La richiesta del pagamento integrale dei canoni di locazione dopo un lungo periodo di morosità costituisce esercizio abusivo del diritto

La richiesta del pagamento integrale dei canoni di locazione dopo un lungo periodo di morosità costituisce esercizio abusivo del diritto
29 Luglio 2021: La richiesta del pagamento integrale dei canoni di locazione dopo un lungo periodo di morosità costituisce esercizio abusivo del diritto 29 Luglio 2021

IL FATTO. La società Alfa agiva in via monitoria per il recupero dei canoni di locazione scaduti e non pagati dal conduttore Caio dal 2004 al 2013. Caio resisteva in giudizio, opponendosi alla richiesta di pagamento e chiedendo, in via riconvenzionale, l’accertamento del contratto dissimulato di comodato.

In primo grado, il Tribunale accoglieva la richiesta monitoria della società Alfa.  Nel giudizio di secondo grado, invece, la Corte d’appello riformava parzialmente la sentenza, osservando, in particolare, che il contratto di locazione era stato formalizzato nel 2004 e, da quella data, non vi era mai stata da parte della società locatrice la richiesta del canone pattuito. Pertanto, la Corte d’appello, pur ritenendo efficace il contratto di locazione, ha ritenuto dovuti i canoni di locazione maturati solo a far data dalla prima richiesta di pagamento del 2011 e sino al rilascio dell’immobile avvenuto nel 2013. Avverso tale sentenza entrambe le parti proponevano ricorso per cassazione.

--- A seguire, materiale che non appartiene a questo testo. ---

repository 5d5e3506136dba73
//! Configuration error module.
//!
//! This module defines error types that may occur during configuration loading,
//! parsing, and validation operations.

use std::path::PathBuf;
use thiserror::Error;

/// Errors that can occur during configuration operations.
#[derive(Error, Debug)]
pub enum ConfigError {
    /// Error when the configuration file is missing.
    #[error("Configuration file not found: {0}")]
    FileNotFound(PathBuf),

    /// Error when parsing the configuration file.
    #[error("Failed to parse configuration file: {0}")]
    ParseError(String),

    /// Error when validating the configuration.
    #[error("Configuration validation error: {0}")]
    ValidationError(String),

    /// Error when a configuration value is out of the valid range.
    #[error("Configuration value {key} is out of valid range: {message}")]
    ValueOutOfRange {
        /// The key of the invalid value
        key: String,
        /// Description of the valid range
        message: String,
    },
}
//! Tests for the configuration module.
//!
//! This module contains tests for configuration loading, validation, and usage.

use crate::config::{
    global_config, init_global_config, ConfigLoader, LanaiConfig, LogConfig, Validate,
};
use crate::error::config::ConfigError;
use crate::tests::TestFixture;
use std::path::PathBuf;

/// Test that default configuration can be created and is valid.
#[test]
fn test_default_config_is_valid() {
    let config = LanaiConfig::default();
    assert!(config.validate().is_ok());
    assert_eq!(config.search.initial_term, "App");
    assert!(config.catalog.path.is_none());
}

/// Test that configuration validation catches invalid values.
#[test]
fn test_config_validation() {
    let mut config = LanaiConfig::default();

    config.log.level = "verbose".to_string();
    assert!(config.validate().is_err());

    config.log.level = "debug".to_string();
    config.catalog.path = Some(PathBuf::from("catalog.xml"));
    assert!(config.validate().is_err());

    config.catalog.path = None;
    config.search.max_suggestions = usize::MAX;
    assert!(config.validate().is_err());
}

/// Test loading configuration without a file yields the defaults.
#[test]
fn test_load_without_file() {
    let loader = ConfigLoader::new(None::<PathBuf>, "LANAI_TEST_DEFAULTS");
    let config = loader.load().unwrap();
    assert_eq!(config.search.max_suggestions, 0);
    assert_eq!(config.log.level, LogConfig::default().level);
}

/// Test loading configuration from a file.
#[test]
fn test_load_config_from_file() {
    let fixture = TestFixture::new().unwrap();
    let config_path = fixture
        .write_file(
            "config_file_test.toml",
            r#"
            [catalog]
            path = "products.json"

            [search]
            initial_term = "Sam"
            max_suggestions = 3
            "#,
        )
        .unwrap();

    let loader = ConfigLoader::new(Some(&config_path), "LANAI_TEST_FILE");
    let config = loader.load().unwrap();

    assert_eq!(config.catalog.path, Some(PathBuf::from("products.json")));
    assert_eq!(config.search.initial_term, "Sam");
    assert_eq!(config.search.limit(), Some(3));

    // Other values should be defaults
    assert_eq!(config.log.level, "warn");
    assert!(!config.log.json);
}

/// Test loading configuration from a JSON file.
#[test]
fn test_load_config_from_json() {
    let fixture = TestFixture::new().unwrap();
    let config_path = fixture
        .write_file("config.json", r#"{ "log": { "level": "trace", "json": true } }"#)
        .unwrap();

    let config = ConfigLoader::new(Some(&config_path), "LANAI_TEST_JSON")
        .load()
        .unwrap();
    assert_eq!(config.log.level, "trace");
    assert!(config.log.json);
}

/// Test loading configuration with environment variable overrides.
#[test]
fn test_env_var_override() {
    let mut fixture = TestFixture::new().unwrap();
    let config_path = fixture
        .write_file("config_env_test.toml", "[search]\ninitial_term = \"Sam\"\n")
        .unwrap();

    fixture.set_env("LANAI_TEST_ENV__SEARCH__INITIAL_TERM", "Nike");
    fixture.set_env("LANAI_TEST_ENV__SEARCH__MAX_SUGGESTIONS", "7");

    let loader = ConfigLoader::new(Some(&config_path), "LANAI_TEST_ENV");
    let config = loader.load().unwrap();

    assert_eq!(config.search.initial_term, "Nike");
    assert_eq!(config.search.max_suggestions, 7);
}

/// Test that a missing file is reported as such.
#[test]
fn test_missing_config_file() {
    let fixture = TestFixture::new().unwrap();
    let missing = fixture.temp_dir.path().join("absent.toml");

    let result = ConfigLoader::new(Some(&missing), "LANAI_TEST_MISSING").load();
    assert!(matches!(result, Err(ConfigError::FileNotFound(path)) if path == missing));
}

/// Test that loading an invalid configuration file returns an error.
#[test]
fn test_load_invalid_config() {
    let fixture = TestFixture::new().unwrap();
    let config_path = fixture
        .write_file("invalid.toml", "[search\ninitial_term = App\"\n")
        .unwrap();

    let loader = ConfigLoader::new(Some(&config_path), "LANAI_TEST_INVALID");
    assert!(matches!(loader.load(), Err(ConfigError::ParseError(_))));
}

/// Test that values which parse but fail validation are rejected on load.
#[test]
fn test_load_rejects_invalid_values() {
    let fixture = TestFixture::new().unwrap();
    let config_path = fixture
        .write_file("bad_level.toml", "[log]\nlevel = \"loud\"\n")
        .unwrap();

    let loader = ConfigLoader::new(Some(&config_path), "LANAI_TEST_BAD_LEVEL");
    assert!(matches!(
        loader.load(),
        Err(ConfigError::ValidationError(_))
    ));
}

/// Test that unknown file extensions are rejected.
#[test]
fn test_unsupported_extension() {
    let fixture = TestFixture::new().unwrap();
    let config_path = fixture.write_file("config.ini", "level=info").unwrap();

    let loader = ConfigLoader::new(Some(&config_path), "LANAI_TEST_EXT");
    assert!(matches!(loader.load(), Err(ConfigError::ParseError(_))));
}

/// Test that the default configuration survives a TOML round trip.
#[test]
fn test_default_config_serializes_to_toml() {
    let text = toml::to_string_pretty(&LanaiConfig::default()).unwrap();
    let parsed: LanaiConfig = toml::from_str(&text).unwrap();
    assert_eq!(parsed.search.initial_term, "App");
    assert!(parsed.catalog.path.is_none());
}

/// Test that the global configuration is set once and then kept.
#[test]
fn test_global_config_first_write_wins() {
    let mut first = LanaiConfig::default();
    first.search.initial_term = "Sony".to_string();
    init_global_config(first);

    let mut second = LanaiConfig::default();
    second.search.initial_term = "Canon".to_string();
    init_global_config(second);

    let config = global_config().unwrap();
    assert_eq!(config.search.initial_term, "Sony");
}
//! Catalog error module.
//!
//! Errors raised while reading, parsing, validating or writing a product catalog.
//! The trie itself never fails; these only surface when catalog data comes
//! from disk.

use std::path::PathBuf;
use thiserror::Error;

/// Errors that can occur during catalog operations.
#[derive(Error, Debug)]
pub enum CatalogError {
    /// Error when the catalog file is missing.
    #[error("Catalog file not found: {0}")]
    FileNotFound(PathBuf),

    /// Error when the catalog file cannot be read.
    #[error("Failed to read catalog file {path}: {source}")]
    Read {
        /// The file that could not be read
        path: PathBuf,
        /// The underlying IO error
        #[source]
        source: std::io::Error,
    },

    /// Error when the file extension is not a known catalog format.
    #[error("Unsupported catalog format: {0}")]
    UnsupportedFormat(PathBuf),

    /// Error when the catalog contents cannot be parsed.
    #[error("Failed to parse catalog: {0}")]
    ParseError(String),

    /// Error when the catalog cannot be serialized.
    #[error("Failed to serialize catalog: {0}")]
    SerializeError(String),

    /// Error when a product has an empty name.
    #[error("Product {0} has an empty name")]
    EmptyName(u32),

    /// Error when two products share the same id.
    #[error("Duplicate product id: {0}")]
    DuplicateId(u32),
}
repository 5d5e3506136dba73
// Copyright (c) 2025 Lanai Authors
//
// Licensed under dual license:
// - MIT License (LICENSE-MIT or https://opensource.org/licenses/MIT)
// - Apache License, Version 2.0 (LICENSE-APACHE or https://www.apache.org/licenses/LICENSE-2.0)

//! Prefix trie with ordered suggestion retrieval.
//!
//! The trie indexes words character by character and attaches a caller-supplied
//! payload to the node where each word ends. Keys are lowercased on the way in,
//! so storage and lookup are case-insensitive.
//!
//! # Features
//!
//! - Longest-matched prefix paths for highlighting the active traversal.
//! - Suggestions in ascending lexicographic order of the remaining suffix.
//! - Payload presence and terminal state are the same fact, so they cannot drift.
//! - No operation fails: a missing prefix is an empty or partial result.
//!
//! # Example
//!
//! ```
//! use lanai_lib::data_structures::trie::Trie;
//!
//! let mut trie = Trie::new();
//! trie.insert("apple", 0);
//! trie.insert("application", 1);
//! trie.insert("apply", 2);
//! trie.insert("app", 3);
//!
//! let ids: Vec<i32> = trie.get_suggestions("APP").into_iter().copied().collect();
//! assert_eq!(ids, vec![3, 0, 1, 2]);
//!
//! let path = trie.get_path("apx");
//! assert_eq!(path.len(), 3);
//! assert!(!path.is_complete());
//! ```

mod node;
mod path;
mod walk;

pub use node::TrieNode;
pub use path::TriePath;
pub use walk::Walk;

/// Lowercases a key before it touches the trie.
fn normalize(key: &str) -> String {
    key.to_lowercase()
}

/// A prefix tree mapping case-insensitive words to payloads.
///
/// `insert` takes `&mut self` and every query takes `&self`, so a trie is
/// either being mutated by one caller or read by any number of callers, never
/// both at once. Callers needing cross-thread access wrap it themselves.
#[derive(Debug, Clone)]
pub struct Trie<T> {
    root: TrieNode<T>,
}

impl<T> Trie<T> {
    /// Creates a new empty trie holding only the root node.
    pub fn new() -> Self {
        Self {
            root: TrieNode::root(),
        }
    }

    /// Returns the root node.
    pub fn root(&self) -> &TrieNode<T> {
        &self.root
    }

    /// Inserts a word and associates `data` with it.
    ///
    /// The word is lowercased, then one node per character is created as
    /// needed. Inserting a word that already exists replaces its payload.
    /// Inserting the empty string marks the root itself as terminal.
    ///
    /// # Arguments
    ///
    /// * `word` - The word to index.
    /// * `data` - The payload returned by suggestions that reach this word.
    ///
    /// # Returns
    ///
    /// The payload previously stored for the same normalized word, if any.
    pub fn insert<W>(&mut self, word: W, data: T) -> Option<T>
    where
        W: AsRef<str>,
    {
        let word = normalize(word.as_ref());

        let mut node = &mut self.root;
        for c in word.chars() {
            node = node.child_or_insert(c);
        }

        let previous = node.set_payload(data);
        if previous.is_some() {
            tracing::debug!(word = %word, "Replaced payload of existing word");
        } else {
            tracing::trace!(word = %word, "Inserted word");
        }
        previous
    }

    /// Returns the nodes visited while matching `prefix` from the root.
    ///
    /// The walk stops at the first character with no matching child, so the
    /// result is the longest matched prefix. An empty prefix yields only the
    /// root.
    ///
    /// # Arguments
    ///
    /// * `prefix` - The typed prefix (case-insensitive).
    ///
    /// # Returns
    ///
    /// A [`TriePath`] holding the root followed by one node per matched character.
    pub fn get_path<P>(&self, prefix: P) -> TriePath<'_, T>
    where
        P: AsRef<str>,
    {
        let prefix = normalize(prefix.as_ref());
        let mut path = TriePath::new(&self.root, prefix.chars().count());

        let mut node = &self.root;
        for c in prefix.chars() {
            match node.child(c) {
                Some(next) => {
                    path.push(next);
                    node = next;
                }
                None => break,
            }
        }

        path
    }

    /// Returns the payloads of every word starting with `prefix`.
    ///
    /// Payloads are ordered by a pre-order walk of the matched subtree with
    /// children taken in ascending character order, so a word comes before its
    /// extensions and siblings follow lexicographic order. An empty prefix, or
    /// one that does not fully match, yields nothing.
    ///
    /// # Arguments
    ///
    /// * `prefix` - The typed prefix (case-insensitive).
    ///
    /// # Returns
    ///
    /// Borrowed payloads in deterministic order.
    pub fn get_suggestions<P>(&self, prefix: P) -> Vec<&T>
    where
        P: AsRef<str>,
    {
        let prefix = prefix.as_ref();
        if prefix.is_empty() {
            return Vec::new();
        }

        match self.find_node(prefix) {
            Some(start) => Walk::new(start)
                .filter_map(|(_, node)| node.payload())
                .collect(),
            None => Vec::new(),
        }
    }

    /// Returns the payload stored for exactly `word`.
    pub fn get<W>(&self, word: W) -> Option<&T>
    where
        W: AsRef<str>,
    {
        self.find_node(word.as_ref()).and_then(TrieNode::payload)
    }

    /// Checks whether exactly `word` was inserted.
    pub fn contains<W>(&self, word: W) -> bool
    where
        W: AsRef<str>,
    {
        self.get(word).is_some()
    }

    /// Returns the number of distinct words in the trie.
    ///
    /// This requires traversing the entire trie, so it's an O(n) operation.
    pub fn len(&self) -> usize {
        self.walk().filter(|(_, node)| node.is_terminal()).count()
    }

    /// Returns `true` if no word has been inserted.
    pub fn is_empty(&self) -> bool {
        self.root.child_count() == 0 && !self.root.is_terminal()
    }

    /// Returns the number of nodes, the root included.
    pub fn node_count(&self) -> usize {
        self.walk().count()
    }

    /// Walks every node in pre-order, children in ascending character order.
    pub fn walk(&self) -> Walk<'_, T> {
        Walk::new(&self.root)
    }

    fn find_node(&self, key: &str) -> Option<&TrieNode<T>> {
        normalize(key)
            .chars()
            .try_fold(&self.root, |node, c| node.child(c))
    }
}

impl<T> Default for Trie<T> {
    fn default() -> Self {
        Self::new()
    }
}

impl<S, T> Extend<(S, T)> for Trie<T>
where
    S: AsRef<str>,
{
    fn extend<I: IntoIterator<Item = (S, T)>>(&mut self, iter: I) {
        for (word, data) in iter {
            self.insert(word, data);
        }
    }
}

impl<S, T> FromIterator<(S, T)> for Trie<T>
where
    S: AsRef<str>,
{
    fn from_iter<I: IntoIterator<Item = (S, T)>>(iter: I) -> Self {
        let mut trie = Self::new();
        trie.extend(iter);
        trie
    }
}
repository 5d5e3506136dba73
//! Property-based tests for the prefix trie.

use proptest::prelude::*;

use crate::data_structures::Trie;
use crate::tests::{string_strategy, word_list_strategy, word_strategy};

fn build(words: &[String]) -> Trie<usize> {
    words
        .iter()
        .enumerate()
        .map(|(id, word)| (word.as_str(), id))
        .collect()
}

/// Id of the last insert of each distinct lowercased word.
fn last_ids(words: &[String]) -> std::collections::BTreeMap<String, usize> {
    words
        .iter()
        .enumerate()
        .map(|(id, word)| (word.to_lowercase(), id))
        .collect()
}

proptest! {
    // Property: every inserted word suggests its own (latest) payload
    #[test]
    fn prop_inserted_words_are_suggested(words in word_list_strategy()) {
        let trie = build(&words);
        for (word, id) in last_ids(&words) {
            prop_assert!(trie.get_suggestions(&word).contains(&&id));
        }
    }

    // Property: an empty prefix never yields suggestions
    #[test]
    fn prop_empty_prefix_has_no_suggestions(words in word_list_strategy()) {
        let trie = build(&words);
        prop_assert!(trie.get_suggestions("").is_empty());
    }

    // Property: the path for an empty prefix is exactly the root
    #[test]
    fn prop_empty_prefix_path_is_root(words in word_list_strategy()) {
        let trie = build(&words);
        let path = trie.get_path("");
        prop_assert_eq!(path.len(), 1);
        prop_assert!(path[0].ptr_eq(trie.root()));
    }

    // Property: a matched prefix has one node per character plus the root
    #[test]
    fn prop_matched_prefix_path_length(words in word_list_strategy(), cut in 0usize..16) {
        let trie = build(&words);
        let word = &words[0];
        let prefix: String = word.chars().take(cut).collect();

        let path = trie.get_path(&prefix);
        prop_assert_eq!(path.len(), prefix.to_lowercase().chars().count() + 1);
        prop_assert!(path.is_complete());
    }

    // Property: the path never grows past the prefix and stays inside the trie
    #[test]
    fn prop_path_is_bounded(words in word_list_strategy(), prefix in string_strategy(20)) {
        let trie = build(&words);
        let path = trie.get_path(&prefix);
        prop_assert!(path.len() <= prefix.to_lowercase().chars().count() + 1);
        prop_assert!(path[0].is_root());
    }

    // Property: suggestions are exactly the words extending the prefix, sorted
    #[test]
    fn prop_suggestions_match_sorted_extensions(
        words in word_list_strategy(),
        prefix in word_strategy(),
    ) {
        let trie = build(&words);
        let lowered = prefix.to_lowercase();

        let expected: Vec<usize> = last_ids(&words)
            .into_iter()
            .filter(|(word, _)| word.starts_with(&lowered))
            .map(|(_, id)| id)
            .collect();
        let actual: Vec<usize> = trie.get_suggestions(&prefix).into_iter().copied().collect();

        prop_assert_eq!(actual, expected);
    }

    // Property: queries are deterministic and case-insensitive
    #[test]
    fn prop_queries_are_deterministic(words in word_list_strategy(), prefix in word_strategy()) {
        let trie = build(&words);
        let first = trie.get_suggestions(&prefix);
        prop_assert_eq!(&first, &trie.get_suggestions(&prefix));
        prop_assert_eq!(&first, &trie.get_suggestions(prefix.to_uppercase()));
    }

    // Property: word count equals the number of distinct lowercased words
    #[test]
    fn prop_len_counts_distinct_words(words in word_list_strategy()) {
        let trie = build(&words);
        prop_assert_eq!(trie.len(), last_ids(&words).len());
    }
}
//! Catalog source configuration module.
//!
//! Selects where the product catalog comes from at startup.

use super::{ConfigResult, Validate};
use crate::error::config::ConfigError;
use serde::{Deserialize, Serialize};
use std::path::PathBuf;

/// Catalog configuration.
#[derive(Debug, Clone, Serialize, Deserialize, Default)]
pub struct CatalogConfig {
    /// Path to a TOML or JSON catalog file (None for the built-in sample catalog)
    pub path: Option<PathBuf>,
}

impl Validate for CatalogConfig {
    fn validate(&self) -> ConfigResult<()> {
        if let Some(path) = &self.path {
            match path.extension().and_then(|ext| ext.to_str()) {
                Some("toml" | "json") => {}
                _ => {
                    return Err(ConfigError::ValidationError(format!(
                        "Catalog path must end in .toml or .json: {path:?}"
                    )))
                }
            }
        }

        Ok(())
    }
}
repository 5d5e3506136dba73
// Copyright (c) 2025 Lanai Authors
//
// Licensed under dual license:
// - MIT License (LICENSE-MIT or https://opensource.org/licenses/MIT)
// - Apache License, Version 2.0 (LICENSE-APACHE or https://www.apache.org/licenses/LICENSE-2.0)

//! Pre-order traversal over a trie's nodes.

use std::iter::FusedIterator;

use super::TrieNode;

/// Pre-order iterator yielding `(depth, node)` pairs.
///
/// Children are visited in ascending character order. The starting node has
/// depth 0.
#[derive(Debug)]
pub struct Walk<'a, T> {
    stack: Vec<(usize, &'a TrieNode<T>)>,
}

impl<'a, T> Walk<'a, T> {
    pub(super) fn new(start: &'a TrieNode<T>) -> Self {
        Self {
            stack: vec![(0, start)],
        }
    }
}

impl<'a, T> Iterator for Walk<'a, T> {
    type Item = (usize, &'a TrieNode<T>);

    fn next(&mut self) -> Option<Self::Item> {
        let (depth, node) = self.stack.pop()?;
        // Reverse so the smallest character is popped first
        self.stack
            .extend(node.children().rev().map(|child| (depth + 1, child)));
        Some((depth, node))
    }
}

impl<T> FusedIterator for Walk<'_, T> {}
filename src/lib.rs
//! Lanai Library
//!
//! Lanai is an interactive explorer for prefix trees. It indexes a small
//! product catalog in a trie and shows, for every typed prefix, which nodes
//! the lookup walks through and which products it suggests.
//!
//! # Architecture
//!
//! - [`data_structures::trie`]: the synchronous, infallible prefix trie
//! - [`catalog`]: products and catalog file loading
//! - [`autocomplete`]: search sessions, debug stepping and match highlighting
//! - [`config`] and [`error`]: layered configuration and error reporting

pub mod autocomplete;
pub mod catalog;
pub mod config;
pub mod data_structures;
pub mod error;

// Internal modules that are not part of the public API
#[cfg(test)]
pub(crate) mod tests;

/// Version information for Lanai.
pub const VERSION: &str = env!("CARGO_PKG_VERSION");
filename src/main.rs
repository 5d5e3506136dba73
//! Lanai - Main entrypoint.
//!
//! Loads configuration, initializes logging, builds the catalog index and
//! runs one CLI command against it.

use clap::{Parser, Subcommand};
use lanai_lib::autocomplete::{Autocomplete, SearchSession};
use lanai_lib::catalog::{Catalog, Product};
use lanai_lib::config::{self, ConfigLoader, LanaiConfig, LogConfig, ENV_PREFIX};
use lanai_lib::data_structures::TriePath;
use lanai_lib::error::{
    get_error_reporting, set_error_reporter, ErrorContext, LanaiError, LanaiResult,
    TracingErrorReporter,
};
use std::path::{Path, PathBuf};
use std::process;
use std::sync::Arc;
use tracing::info;
use tracing_subscriber::EnvFilter;

/// Command line arguments for Lanai.
#[derive(Parser, Debug)]
#[clap(name = "lanai", version, author, about)]
struct Args {
    /// Path to configuration file
    #[clap(short, long, value_parser)]
    config: Option<PathBuf>,

    /// Catalog file to index instead of the configured one
    #[clap(long, value_parser)]
    catalog: Option<PathBuf>,

    /// Command to execute
    #[clap(subcommand)]
    command: Option<Command>,
}

/// Available subcommands.
#[derive(Subcommand, Debug)]
enum Command {
    /// List products whose names start with a prefix
    Suggest {
        /// Prefix to complete (defaults to the configured initial term)
        prefix: Option<String>,

        /// Print the matching products as JSON
        #[clap(long)]
        json: bool,
    },

    /// Show the trie nodes matched by a prefix
    Path {
        /// Prefix to walk
        prefix: String,
    },

    /// Replay a prefix one character at a time, showing the path at each step
    Step {
        /// Prefix to replay
        prefix: String,
    },

    /// Print the whole trie, marking the path of an optional prefix
    Tree {
        /// Prefix whose path is marked
        prefix: Option<String>,
    },

    /// Validate the configuration file
    Validate,

    /// Generate a default configuration file
    GenConfig {
        /// Path to output configuration file
        #[clap(short, long, value_parser)]
        output: PathBuf,
    },

    /// Write the built-in sample catalog to a file
    GenCatalog {
        /// Path to output catalog file
        #[clap(short, long, value_parser)]
        output: PathBuf,
    },
}

/// Initialize the logging system.
fn init_logging(log: &LogConfig) -> LanaiResult<()> {
    let filter = EnvFilter::try_from_default_env().unwrap_or_else(|_| EnvFilter::new(&log.level));
    let builder = tracing_subscriber::fmt()
        .with_env_filter(filter)
        .with_writer(std::io::stderr)
        .with_file(log.source_location)
        .with_line_number(log.source_location);

    let result = if log.json {
        tracing::subscriber::set_global_default(builder.json().finish())
    } else {
        tracing::subscriber::set_global_default(builder.finish())
    };

    result.map_err(|e| LanaiError::Custom(format!("Failed to set global tracing subscriber: {e}")))
}

/// Main entry point for the application.
fn main() -> LanaiResult<()> {
    let args = <Args as clap::Parser>::parse();

    let config_loader = ConfigLoader::new(args.config.as_deref(), ENV_PREFIX);
    let config = match config_loader.load() {
        Ok(config) => config,
        Err(e) => {
            init_logging(&LogConfig::default())?;
            set_error_reporter(Arc::new(TracingErrorReporter));
            get_error_reporting().report(
                ErrorContext::new(e.into(), "config").with_details(format!("{:?}", args.config)),
            );
            process::exit(1);
        }
    };

    init_logging(&config.log)?;
    set_error_reporter(Arc::new(TracingErrorReporter));
    config::init_global_config(config.clone());

    if let Err(e) = run(args, &config) {
        get_error_reporting().report(ErrorContext::new(e, "cli"));
        process::exit(1);
    }

    Ok(())
}

fn run(args: Args, config: &LanaiConfig) -> LanaiResult<()> {
    let command = args.command.unwrap_or(Command::Suggest {
        prefix: None,
        json: false,
    });

    match command {
        Command::Validate => {
            info!("Configuration validated successfully");
            println!("configuration ok");
            Ok(())
        }
        Command::GenConfig { output } => {
            let toml = toml::to_string_pretty(&LanaiConfig::default())
                .map_err(|e| LanaiError::Custom(format!("Failed to serialize config: {e}")))?;
            write_output(&output, &toml)?;
            info!("Default configuration written to {:?}", output);
            Ok(())
        }
        Command::GenCatalog { output } => {
            write_output(&output, &Catalog::sample().to_toml()?)?;
            info!("Sample catalog written to {:?}", output);
            Ok(())
        }
        command => {
            let catalog = load_catalog(args.catalog.as_deref(), config)?;
            let engine = Autocomplete::new(&catalog).with_limit(config.search.limit());
            info!(
                products = catalog.len(),
                nodes = engine.index().node_count(),
                "Index ready"
            );
            query(&engine, command, config)
        }
    }
}

fn query(engine: &Autocomplete, command: Command, config: &LanaiConfig) -> LanaiResult<()> {
    match command {
        Command::Suggest { prefix, json } => {
            let session =
                SearchSession::new(prefix.unwrap_or_else(|| config.search.initial_term.clone()));
            if json {
                let products: Vec<&Product> = engine.suggest(session.term());
                println!("{}", serde_json::to_string_pretty(&products)?);
                return Ok(());
            }

            let suggestions = engine.suggestions(&session);
            println!("{} match(es) for \"{}\"", suggestions.len(), session.term());
            for s in suggestions {
                println!(
                    "  [{}]{} {:<8} {}",
                    s.matched, s.rest, s.product.category, s.product.price
                );
            }
            Ok(())
        }
        Command::Path { prefix } => {
            let session = SearchSession::new(prefix);
            let path = engine.active_path(&session);
            println!("{}", render_path(&path));
            if !path.is_complete() {
                println!("matched {} of {} characters", path.depth(), session.match_len());
            }
            Ok(())
        }
        Command::Step { prefix } => {
            let mut session = SearchSession::new(prefix);
            for _ in 0..=session.match_len() {
                let step = session.advance();
                let path = engine.active_path(&session);
                println!("step {step:>2} \"{}\": {}", session.active_prefix(), render_path(&path));
            }
            Ok(())
        }
        Command::Tree { prefix } => {
            let session = SearchSession::new(prefix.unwrap_or_default());
            let path = engine.active_path(&session);
            for (depth, node) in engine.index().walk() {
                let marker = if path.contains(node) { '>' } else { ' ' };
                let label = node.character().map_or("ROOT".to_string(), String::from);
                match node.payload() {
                    Some(product) => println!(
                        "{marker} {:indent$}{label} = {}",
                        "",
                        product.name,
                        indent = depth * 2
                    ),
                    None => println!("{marker} {:indent$}{label}", "", indent = depth * 2),
                }
            }
            Ok(())
        }
        Command::Validate | Command::GenConfig { .. } | Command::GenCatalog { .. } => Ok(()),
    }
}

fn load_catalog(override_path: Option<&Path>, config: &LanaiConfig) -> LanaiResult<Catalog> {
    match override_path.or(config.catalog.path.as_deref()) {
        Some(path) => Ok(Catalog::load(path)?),
        None => Ok(Catalog::sample()),
    }
}

fn render_path(path: &TriePath<'_, Product>) -> String {
    path.iter()
        .map(|node| match node.character() {
            None => "ROOT".to_string(),
            Some(c) if node.is_terminal() => format!("{c}*"),
            Some(c) => c.to_string(),
        })
        .collect::<Vec<_>>()
        .join(" -> ")
}

fn write_output(output: &Path, contents: &str) -> LanaiResult<()> {
    if let Some(parent) = output.parent() {
        std::fs::create_dir_all(parent).map_err(LanaiError::Io)?;
    }
    std::fs::write(output, contents).map_err(LanaiError::Io)?;
    Ok(())
}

LA DECISIONE. La Corte di Cassazione si è pronunciata con la sentenza n. 16743/2021, depositata in data 14.6.2021, osservando anzitutto che, in relazione alle circostanze del caso, e ai rapporti sociali e familiari connessi al rapporto locatizio, Caio si era trovato improvvisamente a fronteggiare una richiesta di pagamento per una somma che con il trascorrere del tempo era divenuta esorbitante rispetto alla misura del canone mensile. 

L’inerzia del creditore, protrattasi per lungo tempo, aveva leso il debitore che era incorso nel ragionevole affidamento che fosse intervenuta una sostanziale remissione per facta concludentia in relazione ai canoni locatizi. 

Secondo la Corte, quindi, il successivo esercizio improvviso del diritto, nell’ambito di una situazione in cui era invece maturato il legittimo affidamento per il debitore che parte creditrice vi avesse rinunciato, ha determinato abuso di quel diritto.

La Suprema Corte ha, quindi, affermato il seguente principio di diritto “il principio di buona fede nell’esecuzione del contratto di cui agli artt. 1175 e 1375 c.c. legittima in punto di diritto l’insorgenza in ciascuna parte dell’affidamento che, anche nell’esecuzione di un contratto a prestazioni corrispettive ed esecuzione continuata, ciascuna parte si comporti nella esecuzione in buona fede, e dunque rispettando il correlato generale obbligo di solidarietà che impone a ciascuna delle parti di agire in modo da preservare gli interessi dell’altra, anche a prescindere tanto da specifichi obblighi contrattuali, quanto dal dovere generale del “neminem laedere”; ne consegue che in un contratto di locazione di immobile ad uso abitativo l’assoluta inerzia del locatore nell’escutere il conduttore per ottenerne il pagamento del corrispettivo sino ad allora maturato, protrattasi per un periodo di tempo assai considerevole in rapporto alla durata del contratto, e suffragata da elementi circostanziali oggettivamente idonei a ingenerare nel conduttore un affidamento nella remissione del diritto di credito da parte del locatore per facta concludentia, la improvvisa richiesta di integrale pagamento costituisce esercizio abusivo del diritto”.

Pertanto, ad avviso della Suprema Corte, il predetto principio era stato rispettato dalla Corte d’appello e, quindi, il ricorso per cassazione di entrambe le parti è stato rigettato.